You are viewing a plain text version of this content. The canonical link for it is here.

Posted to dev@mesos.apache.org by Vinod Kone <vi...@gmail.com> on 2014/06/04 02:44:49 UTC

Re: Dealing with "run away" task processes after executor terminates

+Jie,Ian

Not sure if you've talked to Ian Downes and/or Jie Yu regarding this but
they were discussing the same issue (offline) today.

Just to be sure, if you are using cgroups, the mesos slave will cleanup the
container (and all its processes) when an executor exits. Now there is
definitely a race here, mesos might release the resource to framework
before the container is destroyed. We'll try to fix that really soon. I'll
let Jie/Ian chime in regarding fixes/tickets.


On Tue, Jun 3, 2014 at 4:25 PM, Sharma Podila <sp...@netflix.com> wrote:

> When a framework executor terminates, Mesos sends TASK_LOST status updates
> for tasks that were running. However, if a task had processes that do not
> terminate when the executor dies, then we have a problem since Mesos
> considers the slave resources assigned to those tasks as released. Where
> as, the task processes are running without releasing those resources.
>
> While it is a good practice for the task processes to exit when their
> executor dies, I am not sure that can be guaranteed. I am wondering how
> others are dealing with such "illegal" processes - that is, processes that
> once belonged to Mesos run tasks but not anymore.
>
> Conceivably, a per-slave reaper/GC process can periodically scan the
> slave's process tree to ensure all processes are 'legal'. Assuming that
> such a reaper exists (and could be tricky in a multi-framework environment)
> on the slave and is not risky in killing illegal processes, there is still
> the time window left until the reaper completes its next clean up routine.
> In the mean time, new tasks can land and fail trying to use a resource that
> was assumed to be free by Mesos. Especially problematic for ports. Not as
> much for CPU and memory.
>
> Would love to hear thoughts on how you are handling this scenario.
>
>

Re: Dealing with "run away" task processes after executor terminates

Posted by Sharma Podila <sp...@netflix.com>.

Jie, that sounds good. I think between the cgroups guarantees and
MESOS-1417 we should be OK.

I think with cgroups (or pid namespaces in the future), when the executor
> dies, all processes belong to the cgroup (or pid namespace) will killed by
> the slave.


Another point: Strictly speaking, the top pid of the executor's process
tree isn't necessarily the executor itself but could be a /bin/sh process
that launched it. What I noticed (when using process isolation for testing)
is that when that sh process is killed, the executor process continues to
live but Mesos reports task lost for tasks associated with that executor.
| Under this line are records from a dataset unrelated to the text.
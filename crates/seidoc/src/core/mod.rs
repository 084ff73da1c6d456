//! Pipeline orchestration and configuration.
//!
//! # Example
//!
//! ```rust,no_run
//! use seidoc::core::config::PipelineConfig;
//! use seidoc::core::pipeline::Pipeline;
//!
//! # async fn example() -> seidoc::Result<()> {
//! let pipeline = Pipeline::new(PipelineConfig::discover()?.unwrap_or_default());
//! let record = pipeline.extract_file("SEI 253511234562023.pdf").await?;
//! println!("{}", record);
//! # Ok(())
//! # }
//! ```

pub mod config;
pub mod pipeline;

pub use config::{OcrConfig, PipelineConfig};
pub use pipeline::Pipeline;
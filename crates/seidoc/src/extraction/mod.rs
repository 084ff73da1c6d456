//! Text acquisition: the PDF text layer first, page OCR when it is unusable.
//!
//! ```text
//! Start -> Digital --(accepted)--> Done(Digital)
//!            |
//!            +--(empty or rejected)--> Ocr -> Done(Ocr) | Done(empty)
//! ```
//!
//! A document whose text layer cannot be parsed at all is treated the same
//! as one with an empty text layer. Individual OCR page failures produce an
//! empty page; only the stage deadline aborts the OCR pass.

pub mod strategy;

pub use strategy::{DigitalTextStats, StrategyDecision, StrategyPolicy};

use crate::core::config::{OcrConfig, PipelineConfig};
use crate::entities::{AddressConfig, AddressScanner};
use crate::ocr::preprocess_page;
use crate::plugins::{OcrBackend, PageRasterizer};
use crate::text::{clean_text, join_pages};
use crate::types::{AddressRecord, AddressSource, ExtractedText, Provenance, SourceDocument};
use crate::{Result, SeidocError};
use std::sync::Arc;
use std::time::Duration;

/// Text of one document plus any addresses found on individual OCR pages.
#[derive(Debug, Clone, PartialEq, Eq)]
pub struct StrategyOutcome {
    pub text: ExtractedText,
    pub page_addresses: Vec<AddressRecord>,
}

impl StrategyOutcome {
    fn empty(provenance: Provenance) -> Self {
        Self {
            text: ExtractedText::empty(provenance),
            page_addresses: Vec::new(),
        }
    }
}

pub struct ExtractionStrategySelector {
    rasterizer: Arc<dyn PageRasterizer>,
    ocr_backend: Arc<dyn OcrBackend>,
    policy: StrategyPolicy,
    ocr: OcrConfig,
    addresses: AddressConfig,
    strip_accents: bool,
}

impl ExtractionStrategySelector {
    pub fn new(
        rasterizer: Arc<dyn PageRasterizer>,
        ocr_backend: Arc<dyn OcrBackend>,
        config: &PipelineConfig,
    ) -> Self {
        Self {
            rasterizer,
            ocr_backend,
            policy: config.strategy.clone(),
            ocr: config.ocr.clone(),
            addresses: config.addresses.clone(),
            strip_accents: config.strip_accents,
        }
    }

    /// Consume the document and produce its normalized text.
    ///
    /// # Errors
    ///
    /// Only `SeidocError::Timeout` when the OCR stage exceeds its configured
    /// deadline. Unreadable documents yield an empty outcome instead.
    #[cfg_attr(feature = "otel", tracing::instrument(
        skip(self, document),
        fields(
            document.filename = %document.filename,
            document.size_bytes = document.bytes.len(),
        )
    ))]
    pub async fn extract(&self, document: SourceDocument) -> Result<StrategyOutcome> {
        let SourceDocument { filename, bytes } = document;
        let bytes: Arc<[u8]> = bytes.into();

        if !self.policy.force_ocr {
            let digital = self.extract_digital(&bytes).await;
            let decision = self.policy.evaluate(&digital.content);
            if !decision.fallback {
                tracing::info!(
                    filename = %filename,
                    pages = digital.page_count,
                    chars = decision.stats.non_whitespace,
                    "using digital text layer"
                );
                return Ok(StrategyOutcome {
                    text: digital,
                    page_addresses: Vec::new(),
                });
            }
            tracing::info!(
                filename = %filename,
                chars = decision.stats.non_whitespace,
                "text layer rejected, falling back to OCR"
            );
        }

        self.extract_ocr(&filename, &bytes).await
    }

    async fn extract_digital(&self, bytes: &Arc<[u8]>) -> ExtractedText {
        let shared = Arc::clone(bytes);
        let pages = match tokio::task::spawn_blocking(move || crate::pdf::extract_page_texts(&shared)).await {
            Ok(Ok(pages)) => pages,
            Ok(Err(e)) => {
                tracing::warn!(error = %e, "text layer unreadable");
                return ExtractedText::empty(Provenance::Digital);
            }
            Err(e) => {
                tracing::warn!(error = %e, "text layer task failed");
                return ExtractedText::empty(Provenance::Digital);
            }
        };

        let page_count = pages.len();
        let content = join_pages(pages.iter().map(|page| clean_text(page, self.strip_accents)));
        ExtractedText {
            content,
            provenance: Provenance::Digital,
            page_count,
        }
    }

    async fn extract_ocr(&self, filename: &str, bytes: &[u8]) -> Result<StrategyOutcome> {
        let pass = self.run_ocr(filename, bytes);
        match self.ocr.timeout_secs {
            Some(secs) => tokio::time::timeout(Duration::from_secs(secs), pass)
                .await
                .map_err(|_| SeidocError::timeout("OCR", secs))?,
            None => pass.await,
        }
    }

    async fn run_ocr(&self, filename: &str, bytes: &[u8]) -> Result<StrategyOutcome> {
        let page_count = match self.rasterizer.page_count(bytes).await {
            Ok(count) => count,
            Err(e) => {
                tracing::warn!(filename = %filename, error = %e, "cannot rasterize document");
                return Ok(StrategyOutcome::empty(Provenance::Ocr));
            }
        };

        let scanner = AddressScanner::lenient(self.addresses.min_street_len);
        let mut pages = Vec::with_capacity(page_count);
        let mut page_addresses = Vec::new();

        for page_number in 1..=page_count {
            let raw = match self.recognize_page(bytes, page_number).await {
                Ok(text) => text,
                Err(e) => {
                    tracing::warn!(filename = %filename, page = page_number, error = %e, "OCR failed for page");
                    String::new()
                }
            };

            let cleaned = clean_text(&raw, self.strip_accents);
            if self.addresses.scan_ocr_pages && !cleaned.is_empty() {
                let source = AddressSource::Page {
                    filename: filename.to_string(),
                    page: page_number,
                };
                page_addresses.extend(scanner.scan(&cleaned, &source));
            }
            pages.push(cleaned);
        }

        let content = join_pages(&pages);
        tracing::info!(
            filename = %filename,
            pages = page_count,
            chars = content.len(),
            page_addresses = page_addresses.len(),
            "OCR pass finished"
        );

        Ok(StrategyOutcome {
            text: ExtractedText {
                content,
                provenance: Provenance::Ocr,
                page_count,
            },
            page_addresses,
        })
    }

    async fn recognize_page(&self, bytes: &[u8], page_number: usize) -> Result<String> {
        let image = self.rasterizer.render_page(bytes, page_number, self.ocr.dpi).await?;
        let preprocessing = self.ocr.preprocessing.clone();
        let cleaned = tokio::task::spawn_blocking(move || preprocess_page(&image, &preprocessing))
            .await
            .map_err(|e| SeidocError::Other(format!("page preprocessing task failed: {}", e)))?;
        self.ocr_backend.process_image(cleaned, &self.ocr.tesseract).await
    }
}
//! Failures from the rasterizer and the recognizer.

use thiserror::Error;

#[derive(Debug, Clone, Error)]
pub enum OcrError {
    #[error("Invalid configuration: {0}")]
    InvalidConfiguration(String),
    #[error("Page rasterization failed: {0}")]
    RasterizationFailed(String),
    #[error("OCR processing failed: {0}")]
    ProcessingFailed(String),
}
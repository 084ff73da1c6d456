//! [`BrowserSession`] over the W3C WebDriver HTTP protocol.
//!
//! Talks to a running chromedriver (or any W3C endpoint that accepts
//! `goog:chromeOptions`). Element lookups poll until their deadline; page
//! idleness is approximated by `document.readyState == "complete"`;
//! downloads are picked up from the configured download directory.

use super::RetrievalFailure;
use super::driver::{BrowserSession, DriverResult};
use super::portal::{BrowserConfig, Selector};
use crate::types::SourceDocument;
use async_trait::async_trait;
use reqwest::{Client, Method};
use serde_json::{Value, json};
use std::collections::HashSet;
use std::ffi::OsString;
use std::path::{Path, PathBuf};
use std::time::Duration;
use tokio::time::Instant;

/// Web element reference key from the W3C WebDriver protocol.
const ELEMENT_KEY: &str = "element-6066-11e4-a52e-4f735466cecf";
const POLL_INTERVAL: Duration = Duration::from_millis(250);
const ENTER_KEY: &str = "\u{E007}";
const PARTIAL_DOWNLOAD_SUFFIXES: &[&str] = &["crdownload", "part", "tmp"];

#[derive(Debug)]
enum WireError {
    /// The remote end answered with a WebDriver error code.
    Protocol { error: String, message: String },
    Transport(String),
}

impl WireError {
    fn is(&self, code: &str) -> bool {
        matches!(self, WireError::Protocol { error, .. } if error == code)
    }

    fn into_failure(self) -> RetrievalFailure {
        match self {
            WireError::Protocol { error, .. } if error == "timeout" || error == "script timeout" => {
                RetrievalFailure::Timeout(0)
            }
            WireError::Protocol { error, message } => RetrievalFailure::Driver(format!("{}: {}", error, message)),
            WireError::Transport(message) => RetrievalFailure::Driver(message),
        }
    }
}

pub struct WebDriverSession {
    client: Client,
    base_url: String,
    session_id: String,
    download_dir: PathBuf,
    closed: bool,
}

impl WebDriverSession {
    /// Open a new browser through the WebDriver endpoint in `config`.
    pub async fn start(config: &BrowserConfig) -> DriverResult<Self> {
        tokio::fs::create_dir_all(&config.download_dir).await.map_err(|e| {
            RetrievalFailure::Driver(format!(
                "cannot create download directory {}: {}",
                config.download_dir.display(),
                e
            ))
        })?;

        let client = Client::builder()
            .build()
            .map_err(|e| RetrievalFailure::Driver(format!("cannot build HTTP client: {}", e)))?;
        let base_url = config.webdriver_url.trim_end_matches('/').to_string();

        let response = send(&client, Method::POST, &format!("{}/session", base_url), Some(capabilities(config)))
            .await
            .map_err(WireError::into_failure)?;

        let session_id = response
            .get("sessionId")
            .and_then(Value::as_str)
            .ok_or_else(|| RetrievalFailure::Driver("new session response has no sessionId".to_string()))?
            .to_string();

        tracing::debug!(session = %session_id, headless = config.headless, "browser session started");

        Ok(Self {
            client,
            base_url,
            session_id,
            download_dir: config.download_dir.clone(),
            closed: false,
        })
    }

    async fn command(&self, method: Method, path: &str, body: Option<Value>) -> Result<Value, WireError> {
        let url = format!("{}/session/{}{}", self.base_url, self.session_id, path);
        send(&self.client, method, &url, body).await
    }

    /// Poll for an element until it exists or the deadline passes.
    async fn find(&self, selector: &Selector, timeout: Duration) -> DriverResult<String> {
        let (using, value) = match selector {
            Selector::Css(v) => ("css selector", v.as_str()),
            Selector::XPath(v) => ("xpath", v.as_str()),
        };
        let deadline = Instant::now() + timeout;

        loop {
            match self
                .command(Method::POST, "/element", Some(json!({ "using": using, "value": value })))
                .await
            {
                Ok(found) => {
                    return found
                        .get(ELEMENT_KEY)
                        .and_then(Value::as_str)
                        .map(str::to_string)
                        .ok_or_else(|| RetrievalFailure::Driver("element response has no reference".to_string()));
                }
                Err(e) if e.is("no such element") => {
                    if Instant::now() >= deadline {
                        return Err(RetrievalFailure::ElementMissing);
                    }
                    tokio::time::sleep(POLL_INTERVAL).await;
                }
                Err(e) => return Err(with_deadline(e.into_failure(), timeout)),
            }
        }
    }

    async fn element_command(&self, element: &str, action: &str, body: Value) -> DriverResult<()> {
        self.command(Method::POST, &format!("/element/{}/{}", element, action), Some(body))
            .await
            .map(|_| ())
            .map_err(WireError::into_failure)
    }

    async fn ready_state(&self) -> Result<String, WireError> {
        let state = self
            .command(
                Method::POST,
                "/execute/sync",
                Some(json!({ "script": "return document.readyState", "args": [] })),
            )
            .await?;
        Ok(state.as_str().unwrap_or_default().to_string())
    }

    async fn download_snapshot(&self) -> DriverResult<HashSet<OsString>> {
        let mut names = HashSet::new();
        let mut entries = tokio::fs::read_dir(&self.download_dir)
            .await
            .map_err(|e| RetrievalFailure::Driver(format!("cannot read download directory: {}", e)))?;
        while let Some(entry) = entries
            .next_entry()
            .await
            .map_err(|e| RetrievalFailure::Driver(format!("cannot read download directory: {}", e)))?
        {
            names.insert(entry.file_name());
        }
        Ok(names)
    }

    /// A new, fully written file in the download directory, if any.
    async fn finished_download(&self, before: &HashSet<OsString>) -> DriverResult<Option<PathBuf>> {
        let current = self.download_snapshot().await?;
        let mut fresh: Vec<PathBuf> = current
            .into_iter()
            .filter(|name| !before.contains(name))
            .map(|name| self.download_dir.join(name))
            .collect();
        fresh.sort();

        if fresh.iter().any(|path| is_partial_download(path)) {
            return Ok(None);
        }
        Ok(fresh.into_iter().next())
    }
}

#[async_trait]
impl BrowserSession for WebDriverSession {
    async fn goto(&mut self, url: &str, timeout: Duration) -> DriverResult<()> {
        self.command(Method::POST, "/timeouts", Some(json!({ "pageLoad": timeout.as_millis() as u64 })))
            .await
            .map_err(WireError::into_failure)?;
        self.command(Method::POST, "/url", Some(json!({ "url": url })))
            .await
            .map(|_| ())
            .map_err(|e| with_deadline(e.into_failure(), timeout))
    }

    async fn fill(&mut self, selector: &Selector, value: &str, timeout: Duration) -> DriverResult<()> {
        let element = self.find(selector, timeout).await?;
        self.element_command(&element, "clear", json!({})).await?;
        self.element_command(&element, "value", json!({ "text": value })).await
    }

    async fn press_enter(&mut self, selector: &Selector, timeout: Duration) -> DriverResult<()> {
        let element = self.find(selector, timeout).await?;
        self.element_command(&element, "value", json!({ "text": ENTER_KEY })).await
    }

    async fn click(&mut self, selector: &Selector, timeout: Duration) -> DriverResult<()> {
        let element = self.find(selector, timeout).await?;
        self.element_command(&element, "click", json!({})).await
    }

    async fn wait_for_network_idle(&mut self, timeout: Duration) -> DriverResult<()> {
        let deadline = Instant::now() + timeout;
        loop {
            match self.ready_state().await {
                Ok(state) if state == "complete" => return Ok(()),
                Ok(_) => {}
                // Navigation in flight can detach the script context.
                Err(e) if e.is("javascript error") || e.is("no such window") => {}
                Err(e) => return Err(with_deadline(e.into_failure(), timeout)),
            }
            if Instant::now() >= deadline {
                return Err(RetrievalFailure::Timeout(timeout.as_secs()));
            }
            tokio::time::sleep(POLL_INTERVAL).await;
        }
    }

    async fn enter_frame(&mut self, selector: &Selector, timeout: Duration) -> DriverResult<()> {
        let element = self.find(selector, timeout).await?;
        let mut reference = serde_json::Map::new();
        reference.insert(ELEMENT_KEY.to_string(), Value::String(element));
        self.command(Method::POST, "/frame", Some(json!({ "id": reference })))
            .await
            .map(|_| ())
            .map_err(WireError::into_failure)
    }

    async fn leave_frame(&mut self) -> DriverResult<()> {
        self.command(Method::POST, "/frame/parent", Some(json!({})))
            .await
            .map(|_| ())
            .map_err(WireError::into_failure)
    }

    async fn click_and_download(&mut self, selector: &Selector, timeout: Duration) -> DriverResult<SourceDocument> {
        let before = self.download_snapshot().await?;
        let deadline = Instant::now() + timeout;
        let element = self.find(selector, timeout).await?;
        self.element_command(&element, "click", json!({})).await?;

        loop {
            if let Some(path) = self.finished_download(&before).await? {
                let bytes = tokio::fs::read(&path)
                    .await
                    .map_err(|e| RetrievalFailure::Driver(format!("cannot read {}: {}", path.display(), e)))?;
                let filename = path
                    .file_name()
                    .map(|n| n.to_string_lossy().into_owned())
                    .unwrap_or_else(|| "download.pdf".to_string());
                tracing::debug!(path = %path.display(), size_bytes = bytes.len(), "download finished");
                return Ok(SourceDocument::new(filename, bytes));
            }
            if Instant::now() >= deadline {
                return Err(RetrievalFailure::Timeout(timeout.as_secs()));
            }
            tokio::time::sleep(POLL_INTERVAL).await;
        }
    }

    async fn accept_dialog(&mut self) -> DriverResult<Option<String>> {
        let text = match self.command(Method::GET, "/alert/text", None).await {
            Ok(text) => text.as_str().unwrap_or_default().to_string(),
            Err(e) if e.is("no such alert") => return Ok(None),
            Err(e) => return Err(e.into_failure()),
        };
        self.command(Method::POST, "/alert/accept", Some(json!({})))
            .await
            .map_err(WireError::into_failure)?;
        Ok(Some(text))
    }

    async fn close(&mut self) -> DriverResult<()> {
        if self.closed {
            return Ok(());
        }
        self.closed = true;
        self.command(Method::DELETE, "", None)
            .await
            .map(|_| ())
            .map_err(WireError::into_failure)
    }
}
I
am taking your above statement to imply that the exiting of the sh process
in this case also kills all processes of the cgroup before reporting task
lost status.

Thank you.


On Tue, Jun 3, 2014 at 7:17 PM, Jie Yu <yu...@gmail.com> wrote:

> Sharma,
>
> While it is a good practice for the task processes to exit when their
>> executor dies, I am not sure that can be guaranteed.
>
>
> I think with cgroups (or pid namespaces in the future), when the executor
> dies, all processes belong to the cgroup (or pid namespace) will killed by
> the slave.
>
> Especially problematic for ports. Not as much for CPU and memory.
>
>
> Yeah, we are addressing this issue right now. I think ticket MESOS-1417
> keeps track of this process. More specifically, we should not tell the
> master a task has FINISHED/LOST/FAILED/KILLED until its resources have been
> freed.
>
> - Jie
>
>
> On Tue, Jun 3, 2014 at 6:07 PM, Sharma Podila <sp...@netflix.com> wrote:
>
>> No, I haven't talked to either of them. Would be great to hear their
>> thoughts on this. Thanks for including them.
>>
>> Is container cleanup specific to cgroups? Or, would other containers, say
>> Docker, also have similar clean up behavior?
>>
>>
>> On Tue, Jun 3, 2014 at 5:44 PM, Vinod Kone <vi...@gmail.com> wrote:
>>
>>> +Jie,Ian
>>>
>>> Not sure if you've talked to Ian Downes and/or Jie Yu regarding this but
>>> they were discussing the same issue (offline) today.
>>>
>>> Just to be sure, if you are using cgroups, the mesos slave will cleanup
>>> the container (and all its processes) when an executor exits. Now there is
>>> definitely a race here, mesos might release the resource to framework
>>> before the container is destroyed. We'll try to fix that really soon. I'll
>>> let Jie/Ian chime in regarding fixes/tickets.
>>>
>>>
>>> On Tue, Jun 3, 2014 at 4:25 PM, Sharma Podila <sp...@netflix.com>
>>> wrote:
>>>
>>>> When a framework executor terminates, Mesos sends TASK_LOST status
>>>> updates for tasks that were running. However, if a task had processes that
>>>> do not terminate when the executor dies, then we have a problem since Mesos
>>>> considers the slave resources assigned to those tasks as released. Where
>>>> as, the task processes are running without releasing those resources.
>>>>
>>>> While it is a good practice for the task processes to exit when their
>>>> executor dies, I am not sure that can be guaranteed. I am wondering how
>>>> others are dealing with such "illegal" processes - that is, processes that
>>>> once belonged to Mesos run tasks but not anymore.
>>>>
>>>> Conceivably, a per-slave reaper/GC process can periodically scan the
>>>> slave's process tree to ensure all processes are 'legal'. Assuming that
>>>> such a reaper exists (and could be tricky in a multi-framework environment)
>>>> on the slave and is not risky in killing illegal processes, there is still
>>>> the time window left until the reaper completes its next clean up routine.
>>>> In the mean time, new tasks can land and fail trying to use a resource that
>>>> was assumed to be free by Mesos. Especially problematic for ports. Not as
>>>> much for CPU and memory.
>>>>
>>>> Would love to hear thoughts on how you are handling this scenario.
>>>>
>>>>
>>>
>>
>

Re: Dealing with "run away" task processes after executor terminates

Posted by Ian Downes <id...@twitter.com.INVALID>.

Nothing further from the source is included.